Nine to Five for babies

I was talking to friends today about routine and how much Charlie seems to need his, particularly in the evening. Break it a little - feed him in a different room, forget his massage, have his Dad come into the room while he's eating - and it can take up to an extra hour to get him to sleep. With this in mind, I have kept tags on what we do during the day. As Charlie does have a sort of schedule give or take an hour here or there, I have chosen some median times, created a schedule and given it to the child minder as a work of fact rather than the work of fiction which it patently is - and it is now Ruling My Life.

I took the tube yesterday. It was packed. People were clambering on blindly no matter that the tube was over crowded and another train was on it's way. And, without a baby or a pregnant belly it turns out that no matter what I think, I am in fact just another human and not someone deserving of special treatment. This was a shock. I wondered, briefly, if I should buy one of those shirts that says 'New Mother' or 'Baby on Board' (after all, I still have considerable weight to lose) or perhaps start leaking milk into my blouse in order to get, if not a seat, then at least breathing space as horrified Londoners move away while pretending not to notice. Realistically however, the man grinding his crotch into his girlfriend, her, the other women in early summer sandals or the 30 men in identical suits would not have noticed had I been carrying triplets and wearing a feather g-string. No, they were too involved in staring at their shoes and trying not to notice that they were touching the private parts of at least three other people. They do the same thing every day. I know this because when I was taking the tube every day, even if another one was only 1 minute behind, around 95% of people on the platform would try to stuff themselves into a packed train.
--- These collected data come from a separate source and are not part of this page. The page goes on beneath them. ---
use crossterm::event::{KeyCode, KeyEvent, KeyModifiers};

use crate::action::Action;
use crate::config::{Config, KeybindsConfig, parse_key};
use crate::system::history::ProcessRow;
use crate::system::sampler::SeriesView;
use crate::system::scheduler::DisplayAdapter;
use crate::ui::theme::Theme;

const PAGE_SIZE: usize = 10;

#[derive(Debug, Clone, Copy, PartialEq, Eq, Default)]
pub enum View {
    #[default]
    Processes,
    Performance,
}

impl View {
    pub const ALL: [View; 2] = [View::Processes, View::Performance];

    pub fn title(self) -> &'static str {
        match self {
            View::Processes => "Processes",
            View::Performance => "Performance",
        }
    }

    pub fn index(self) -> usize {
        match self {
            View::Processes => 0,
            View::Performance => 1,
        }
    }

    pub fn next(self) -> Self {
        match self {
            View::Processes => View::Performance,
            View::Performance => View::Processes,
        }
    }
}

#[derive(Debug, Clone, Copy, PartialEq, Eq, Default)]
pub enum SortMode {
    /// Order the OS enumerated the processes in.
    #[default]
    Enumeration,
    Memory,
    Cpu,
    Name,
    Pid,
}

impl SortMode {
    pub fn next(self) -> Self {
        match self {
            SortMode::Enumeration => SortMode::Memory,
            SortMode::Memory => SortMode::Cpu,
            SortMode::Cpu => SortMode::Name,
            SortMode::Name => SortMode::Pid,
            SortMode::Pid => SortMode::Enumeration,
        }
    }

    pub fn label(self) -> &'static str {
        match self {
            SortMode::Enumeration => "System",
            SortMode::Memory => "Memory",
            SortMode::Cpu => "CPU",
            SortMode::Name => "Name",
            SortMode::Pid => "PID",
        }
    }

    fn apply(self, rows: &mut [ProcessRow]) {
        match self {
            SortMode::Enumeration => {}
            SortMode::Memory => {
                rows.sort_by(|a, b| b.record.memory_bytes.cmp(&a.record.memory_bytes))
            }
            SortMode::Cpu => {
                rows.sort_by(|a, b| b.record.cpu_percent.total_cmp(&a.record.cpu_percent))
            }
            SortMode::Name => rows.sort_by(|a, b| {
                a.record
                    .name
                    .to_lowercase()
                    .cmp(&b.record.name.to_lowercase())
            }),
            SortMode::Pid => rows.sort_by_key(|r| r.record.pid),
        }
    }
}

#[derive(Debug, Clone)]
pub struct ResolvedKeybinds {
    pub quit: KeyCode,
    pub next_view: KeyCode,
    pub cycle_sort: KeyCode,
}

impl ResolvedKeybinds {
    pub fn from_config(kb: &KeybindsConfig) -> Self {
        Self {
            quit: parse_key(&kb.quit).unwrap_or(KeyCode::Char('q')),
            next_view: parse_key(&kb.next_view).unwrap_or(KeyCode::Tab),
            cycle_sort: parse_key(&kb.cycle_sort).unwrap_or(KeyCode::Char('s')),
        }
    }
}

pub struct App {
    pub running: bool,
    pub view: View,
    /// Rows from the last refresh cycle, in display order.
    pub rows: Vec<ProcessRow>,
    /// Rows as delivered, kept so re-sorting can restore enumeration order.
    delivered: Vec<ProcessRow>,
    pub series: SeriesView,
    pub sort_mode: SortMode,
    pub scroll: usize,
    pub theme: Theme,
    pub keybinds: ResolvedKeybinds,
}

impl App {
    pub fn new(config: &Config) -> Self {
        App {
            running: true,
            view: View::default(),
            rows: Vec::new(),
            delivered: Vec::new(),
            series: SeriesView::default(),
            sort_mode: SortMode::default(),
            scroll: 0,
            theme: Theme::from_config(&config.colors.theme),
            keybinds: ResolvedKeybinds::from_config(&config.keybinds),
        }
    }

    pub fn map_key(&self, key: KeyEvent) -> Action {
        if key.modifiers.contains(KeyModifiers::CONTROL) && key.code == KeyCode::Char('c') {
            return Action::Quit;
        }
        let code = key.code;
        if code == self.keybinds.quit {
            return Action::Quit;
        }
        if code == self.keybinds.next_view {
            return Action::NextView;
        }
        if code == self.keybinds.cycle_sort {
            return Action::CycleSort;
        }
        match code {
            KeyCode::Char('1') => Action::SelectView(0),
            KeyCode::Char('2') => Action::SelectView(1),
            KeyCode::Up => Action::ScrollUp(1),
            KeyCode::Down => Action::ScrollDown(1),
            KeyCode::PageUp => Action::ScrollUp(PAGE_SIZE),
            KeyCode::PageDown => Action::ScrollDown(PAGE_SIZE),
            KeyCode::Home => Action::ScrollTop,
            _ => Action::None,
        }
    }

    pub fn dispatch(&mut self, action: Action) {
        match action {
            Action::Quit => self.running = false,
            Action::NextView => self.view = self.view.next(),
            Action::SelectView(index) => {
                if let Some(view) = View::ALL.get(index) {
                    self.view = *view;
                }
            }
            Action::CycleSort => {
                self.sort_mode = self.sort_mode.next();
                self.resort();
            }
            Action::ScrollUp(n) => self.scroll = self.scroll.saturating_sub(n),
            Action::ScrollDown(n) => {
                self.scroll = self.scroll.saturating_add(n);
                self.clamp_scroll();
            }
            Action::ScrollTop => self.scroll = 0,
            Action::None => {}
        }
    }

    pub fn changed_count(&self) -> usize {
        self.rows.iter().filter(|r| r.annotation.is_changed()).count()
    }

    fn resort(&mut self) {
        self.rows = self.delivered.clone();
        self.sort_mode.apply(&mut self.rows);
    }

    fn clamp_scroll(&mut self) {
        self.scroll = self.scroll.min(self.rows.len().saturating_sub(1));
    }
}

impl DisplayAdapter for App {
    fn render_process_rows(&mut self, rows: &[ProcessRow]) {
        self.delivered = rows.to_vec();
        self.resort();
        self.clamp_scroll();
    }

    fn render_series(&mut self, series: &SeriesView) {
        self.series = series.clone();
    }
}
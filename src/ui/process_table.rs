use ratatui::Frame;
use ratatui::layout::{Constraint, Rect};
use ratatui::style::{Modifier, Style};
use ratatui::text::Span;
use ratatui::widgets::{Block, BorderType, Borders, Row, Table};

use crate::app::SortMode;
use crate::format::{format_megabytes, truncate_unicode};
use crate::system::history::ProcessRow;
use crate::ui::theme::Theme;

const NAME_WIDTH: usize = 32;

pub fn render(
    frame: &mut Frame,
    area: Rect,
    rows: &[ProcessRow],
    scroll: usize,
    sort_mode: SortMode,
    theme: &Theme,
) {
    let header = Row::new(["PID", "Name", "CPU (%)", "Memory (MB)"]).style(
        Style::default()
            .fg(theme.text_secondary)
            .add_modifier(Modifier::BOLD),
    );

    let body = rows.iter().skip(scroll).map(|row| {
        let record = &row.record;
        let style = if row.annotation.is_changed() {
            Style::default().fg(theme.changed_fg).bg(theme.changed_bg)
        } else {
            Style::default().fg(theme.text_primary)
        };
        Row::new([
            record.pid.to_string(),
            truncate_unicode(&record.name, NAME_WIDTH),
            format!("{:.1}", record.cpu_percent),
            format_megabytes(record.memory_mb()),
        ])
        .style(style)
    });

    let widths = [
        Constraint::Length(8),
        Constraint::Min(16),
        Constraint::Length(9),
        Constraint::Length(12),
    ];

    let block = Block::default()
        .borders(Borders::ALL)
        .border_type(BorderType::Rounded)
        .border_style(Style::default().fg(theme.border))
        .title(Span::styled(
            format!(" Processes \u{b7} sort: {} ", sort_mode.label()),
            Style::default()
                .fg(theme.text_secondary)
                .add_modifier(Modifier::BOLD),
        ));

    let table = Table::new(body, widths).header(header).block(block);
    frame.render_widget(table, area);
}
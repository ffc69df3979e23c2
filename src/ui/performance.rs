use ratatui::Frame;
use ratatui::layout::Rect;
use ratatui::style::{Modifier, Style};
use ratatui::symbols::Marker;
use ratatui::text::Span;
use ratatui::widgets::{Axis, Block, BorderType, Borders, Chart, Dataset, GraphType};

use crate::system::sampler::SeriesView;
use crate::ui::theme::Theme;

/// Pairs each sample with its absolute tick index for the x axis.
pub fn points(first_index: u64, values: &[f32]) -> Vec<(f64, f64)> {
    values
        .iter()
        .enumerate()
        .map(|(i, v)| ((first_index + i as u64) as f64, f64::from(*v)))
        .collect()
}

pub fn render(frame: &mut Frame, area: Rect, series: &SeriesView, theme: &Theme) {
    let cpu_points = points(series.first_index, &series.cpu);
    let memory_points = points(series.first_index, &series.memory);

    let x_min = series.first_index as f64;
    let x_max = (x_min + series.cpu.len().saturating_sub(1) as f64).max(x_min + 1.0);

    let datasets = vec![
        Dataset::default()
            .name("CPU (%)")
            .marker(Marker::Braille)
            .graph_type(GraphType::Line)
            .style(Style::default().fg(theme.cpu_line))
            .data(&cpu_points),
        Dataset::default()
            .name("Memory (%)")
            .marker(Marker::Braille)
            .graph_type(GraphType::Line)
            .style(Style::default().fg(theme.memory_line))
            .data(&memory_points),
    ];

    let block = Block::default()
        .borders(Borders::ALL)
        .border_type(BorderType::Rounded)
        .border_style(Style::default().fg(theme.border))
        .title(Span::styled(
            " CPU and memory usage ",
            Style::default()
                .fg(theme.text_secondary)
                .add_modifier(Modifier::BOLD),
        ));

    let chart = Chart::new(datasets)
        .block(block)
        .x_axis(
            Axis::default()
                .title("Samples")
                .style(Style::default().fg(theme.text_secondary))
                .bounds([x_min, x_max])
                .labels([format!("{x_min:.0}"), format!("{x_max:.0}")]),
        )
        .y_axis(
            Axis::default()
                .title("Usage (%)")
                .style(Style::default().fg(theme.text_secondary))
                .bounds([0.0, 100.0])
                .labels(["0", "50", "100"]),
        );

    frame.render_widget(chart, area);
}
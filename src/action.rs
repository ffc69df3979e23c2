#[derive(Debug, Clone, Copy, PartialEq, Eq)]
pub enum Action {
    Quit,
    NextView,
    SelectView(usize),
    CycleSort,
    ScrollUp(usize),
    ScrollDown(usize),
    ScrollTop,
    None,
}
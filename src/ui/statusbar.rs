use ratatui::Frame;
use ratatui::layout::Rect;
use ratatui::style::{Modifier, Style};
use ratatui::text::{Line, Span};
use ratatui::widgets::Paragraph;

use crate::app::{SortMode, View};
use crate::ui::theme::Theme;

pub fn render(
    frame: &mut Frame,
    area: Rect,
    view: View,
    sort_mode: SortMode,
    changed_rows: usize,
    theme: &Theme,
) {
    let bg_style = Style::default().bg(theme.statusbar_bg);

    let mut spans = Vec::new();
    spans.extend(pill_spans("q", "Quit", theme));
    spans.extend(pill_spans("Tab", "View", theme));
    if view == View::Processes {
        spans.extend(pill_spans("s", sort_mode.label(), theme));
        spans.extend(pill_spans("\u{2191}\u{2193}", "Scroll", theme));
        if changed_rows > 0 {
            spans.push(Span::styled(
                format!("  {changed_rows} changed"),
                Style::default()
                    .fg(theme.changed_bg)
                    .add_modifier(Modifier::BOLD),
            ));
        }
    }

    frame.render_widget(Paragraph::new(Line::from(spans)).style(bg_style), area);
}

fn pill_spans<'a>(key: &'a str, desc: &'a str, theme: &Theme) -> Vec<Span<'a>> {
    vec![
        Span::raw(" "),
        Span::styled(
            format!(" {key} "),
            Style::default()
                .fg(theme.pill_key_fg)
                .bg(theme.pill_key_bg)
                .add_modifier(Modifier::BOLD),
        ),
        Span::styled(
            format!(" {desc}"),
            Style::default().fg(theme.pill_desc_fg).bg(theme.surface_bg),
        ),
    ]
}
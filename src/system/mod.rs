pub mod error;
pub mod highlight;
pub mod history;
pub mod sampler;
pub mod scheduler;
pub mod snapshot;
pub mod source;
use std::path::PathBuf;

use clap::Parser;
use color_eyre::Result;
use crossterm::event::KeyEventKind;
use tracing::{info, warn};

use procpulse::app::App;
use procpulse::config::{self, Config, load_config, load_config_from_path};
use procpulse::event::{Event, EventHandler};
use procpulse::logging;
use procpulse::system::scheduler::RefreshScheduler;
use procpulse::system::source::SysinfoSource;
use procpulse::ui;

#[derive(Parser)]
#[command(
    name = "procpulse",
    about = "Terminal dashboard for processes and CPU/memory utilization"
)]
struct Cli {
    /// Path to config file
    #[arg(long)]
    config: Option<PathBuf>,

    /// Process table refresh interval in milliseconds
    #[arg(long)]
    process_interval: Option<u64>,

    /// Utilization graph refresh interval in milliseconds
    #[arg(long)]
    graph_interval: Option<u64>,

    /// Log file path
    #[arg(long)]
    log_file: Option<PathBuf>,

    /// Log level: trace, debug, info, warn, error
    #[arg(long)]
    log_level: Option<String>,
}

#[tokio::main(flavor = "current_thread")]
async fn main() -> Result<()> {
    color_eyre::install()?;

    let cli = Cli::parse();
    let config = load_config_for_cli(&cli);

    // Logging problems must not keep the dashboard from starting.
    let log_path = match logging::init(&config.logging) {
        Ok(path) => path,
        Err(err) => {
            eprintln!("procpulse: logging disabled: {err}");
            None
        }
    };
    if let Some(path) = &log_path {
        info!(log_file = %path.display(), "procpulse starting");
    }

    let mut terminal = ratatui::init();

    let original_hook = std::panic::take_hook();
    std::panic::set_hook(Box::new(move |panic_info| {
        ratatui::restore();
        original_hook(panic_info);
    }));

    let result = run(&mut terminal, config).await;

    ratatui::restore();
    if let Err(err) = &result {
        warn!(%err, "procpulse exited with error");
    }
    result
}

async fn run(terminal: &mut ratatui::DefaultTerminal, config: Config) -> Result<()> {
    let mut app = App::new(&config);
    let mut scheduler = RefreshScheduler::start(
        SysinfoSource::new(),
        SysinfoSource::new(),
        &config.refresh_config(),
    );
    let mut events = EventHandler::new();

    terminal.draw(|frame| ui::draw(frame, &app))?;

    while app.running {
        tokio::select! {
            tick = scheduler.next_tick() => match tick {
                Some(tick) => scheduler.dispatch(tick, &mut app),
                None => break,
            },
            event = events.next() => match event {
                Some(Event::Key(key)) => {
                    if key.kind == KeyEventKind::Press {
                        let action = app.map_key(key);
                        app.dispatch(action);
                    }
                }
                Some(Event::Resize) => {}
                None => break,
            },
        }
        terminal.draw(|frame| ui::draw(frame, &app))?;
    }

    scheduler.stop().await;
    Ok(())
}

fn load_config_for_cli(cli: &Cli) -> config::Config {
    let mut config = match &cli.config {
        Some(path) => load_config_from_path(path),
        None => load_config(),
    };

    if let Some(rate) = cli.process_interval {
        config.refresh.process_interval_ms = rate;
    }
    if let Some(rate) = cli.graph_interval {
        config.refresh.graph_interval_ms = rate;
    }
    if let Some(ref path) = cli.log_file {
        config.logging.file = Some(path.clone());
    }
    if let Some(ref level) = cli.log_level {
        config.logging.level = level.clone();
    }

    config
}
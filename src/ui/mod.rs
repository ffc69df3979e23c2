pub mod header;
pub mod performance;
pub mod process_table;
pub mod statusbar;
pub mod theme;

use ratatui::Frame;
use ratatui::layout::{Constraint, Direction, Layout};

use crate::app::{App, View};

pub fn draw(frame: &mut Frame, app: &App) {
    let chunks = Layout::default()
        .direction(Direction::Vertical)
        .constraints([
            Constraint::Length(3),
            Constraint::Min(1),
            Constraint::Length(1),
        ])
        .split(frame.area());

    header::render(frame, chunks[0], app.view, &app.series, app.rows.len(), &app.theme);

    match app.view {
        View::Processes => process_table::render(
            frame,
            chunks[1],
            &app.rows,
            app.scroll,
            app.sort_mode,
            &app.theme,
        ),
        View::Performance => performance::render(frame, chunks[1], &app.series, &app.theme),
    }

    statusbar::render(frame, chunks[2], app.view, app.sort_mode, app.changed_count(), &app.theme);
}
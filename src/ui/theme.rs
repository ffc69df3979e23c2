use ratatui::style::Color;

#[derive(Debug, Clone, PartialEq)]
pub struct Theme {
    pub surface_bg: Color,
    pub text_primary: Color,
    pub text_secondary: Color,
    pub border: Color,
    pub header_accent_fg: Color,
    pub header_accent_bg: Color,
    pub changed_fg: Color,
    pub changed_bg: Color,
    pub cpu_line: Color,
    pub memory_line: Color,
    pub pill_key_fg: Color,
    pub pill_key_bg: Color,
    pub pill_desc_fg: Color,
    pub statusbar_bg: Color,
}

impl Theme {
    pub fn dark() -> Self {
        Theme {
            surface_bg: Color::Rgb(30, 30, 46),
            text_primary: Color::Rgb(205, 214, 244),
            text_secondary: Color::Rgb(147, 153, 178),
            border: Color::Rgb(88, 91, 112),
            header_accent_fg: Color::Rgb(17, 17, 27),
            header_accent_bg: Color::Rgb(137, 180, 250),
            changed_fg: Color::Black,
            changed_bg: Color::LightGreen,
            cpu_line: Color::Blue,
            memory_line: Color::Rgb(255, 165, 0),
            pill_key_fg: Color::Rgb(17, 17, 27),
            pill_key_bg: Color::Rgb(166, 227, 161),
            pill_desc_fg: Color::Rgb(186, 194, 222),
            statusbar_bg: Color::Rgb(24, 24, 37),
        }
    }

    pub fn light() -> Self {
        Theme {
            surface_bg: Color::Rgb(239, 241, 245),
            text_primary: Color::Rgb(76, 79, 105),
            text_secondary: Color::Rgb(108, 111, 133),
            border: Color::Rgb(172, 176, 190),
            header_accent_fg: Color::Rgb(239, 241, 245),
            header_accent_bg: Color::Rgb(30, 102, 245),
            changed_fg: Color::Black,
            changed_bg: Color::LightGreen,
            cpu_line: Color::Blue,
            memory_line: Color::Rgb(254, 100, 11),
            pill_key_fg: Color::Rgb(239, 241, 245),
            pill_key_bg: Color::Rgb(64, 160, 43),
            pill_desc_fg: Color::Rgb(92, 95, 119),
            statusbar_bg: Color::Rgb(220, 224, 232),
        }
    }

    pub fn from_config(name: &str) -> Self {
        match name.to_lowercase().as_str() {
            "light" => Theme::light(),
            _ => Theme::dark(),
        }
    }
}
use crossterm::event::{self, Event as CrosstermEvent, KeyEvent};
use futures::StreamExt;
use tokio::sync::mpsc;

#[derive(Clone, Debug)]
pub enum Event {
    Key(KeyEvent),
    Resize,
}

/// Forwards terminal input on its own task. Refresh cadence lives in the
/// scheduler, not here.
pub struct EventHandler {
    rx: mpsc::UnboundedReceiver<Event>,
    _task: tokio::task::JoinHandle<()>,
}

impl Default for EventHandler {
    fn default() -> Self {
        Self::new()
    }
}

impl EventHandler {
    pub fn new() -> Self {
        let (tx, rx) = mpsc::unbounded_channel::<Event>();

        let task = tokio::spawn(async move {
            let mut reader = event::EventStream::new();

            while let Some(maybe_event) = reader.next().await {
                let evt = match maybe_event {
                    Ok(evt) => evt,
                    Err(_) => break,
                };
                let mapped = match evt {
                    CrosstermEvent::Key(key) => Some(Event::Key(key)),
                    CrosstermEvent::Resize(_, _) => Some(Event::Resize),
                    _ => None,
                };
                if let Some(e) = mapped
                    && tx.send(e).is_err()
                {
                    break;
                }
            }
        });

        Self { rx, _task: task }
    }

    pub async fn next(&mut self) -> Option<Event> {
        self.rx.recv().await
    }
}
The next one would be nearly empty.

These two observations are related. People, it seems, need routine, whether they know it or not, whether it's good for them or not. Following a routine is comforting. We know what's coming next when we're in a routine. No big surprises. No big changes. We can relax. Sit back. Turn on the TV. Crack open another packet of biscuits. Slowly, slowly our routines settle us, de-stress us, relax us... and turn us into over-weight spuds with no will power, no social life and a craving for cheetos.

At the moment, however Charlie's routine is turning me into a fried potato. There's no point in me setting a routine and then hoping he guesses what it might be, I clearly have to follow it. As part of this involves feeding him bottles during the day I now spend a considerable amount of time trying to get a rubber nipple past his little clenched jaw and windmilling hands and getting covered in formula in the process. Well YOU try it. Then there's breakfast, lunch time, nap times... what there isn't, anymore, is time for me to get anything done. You know, like bathing, combing my hair, the little things.

So where do I draw the line on this? Do I shoe-horn Charlie into a routine just because the child minder needs one? Or do I come out and admit that the list I gave her was made up and that in fact, she can do as she pleases with his day because that's what I do? Is that just coming out and admitting that I am a Bad Mother because I sometimes let him play on the floor in his nursery while I skip neglectfully off to wash his nappies while he should probably be lying in a darkened room with his eyes closed?

It's clear that he blossoms on routine and therefore worth trying but it is also clear that he wants to do what HE wants to do and sometimes that means lying in his cot and screaming rather than having a nice relaxing nap. Despite this, I continue to try - however I worry, does this mean we are going to end up with a massive potato baby who freaks out if we want to go for a walk when he's supposed to be relaxing with his bunny? Or will we have a chilled-out baby who treats variation as the excitement it should be?

Also, when does routine become a rut? When does calming down my little terror and giving him a sense of security become me turning him into a commuter cockroach who expects nothing but the same thing each day? If I don't put him into a routine, is he going to get cabin fever in school and end up stabbing the teacher with a pencil crayon on his first day?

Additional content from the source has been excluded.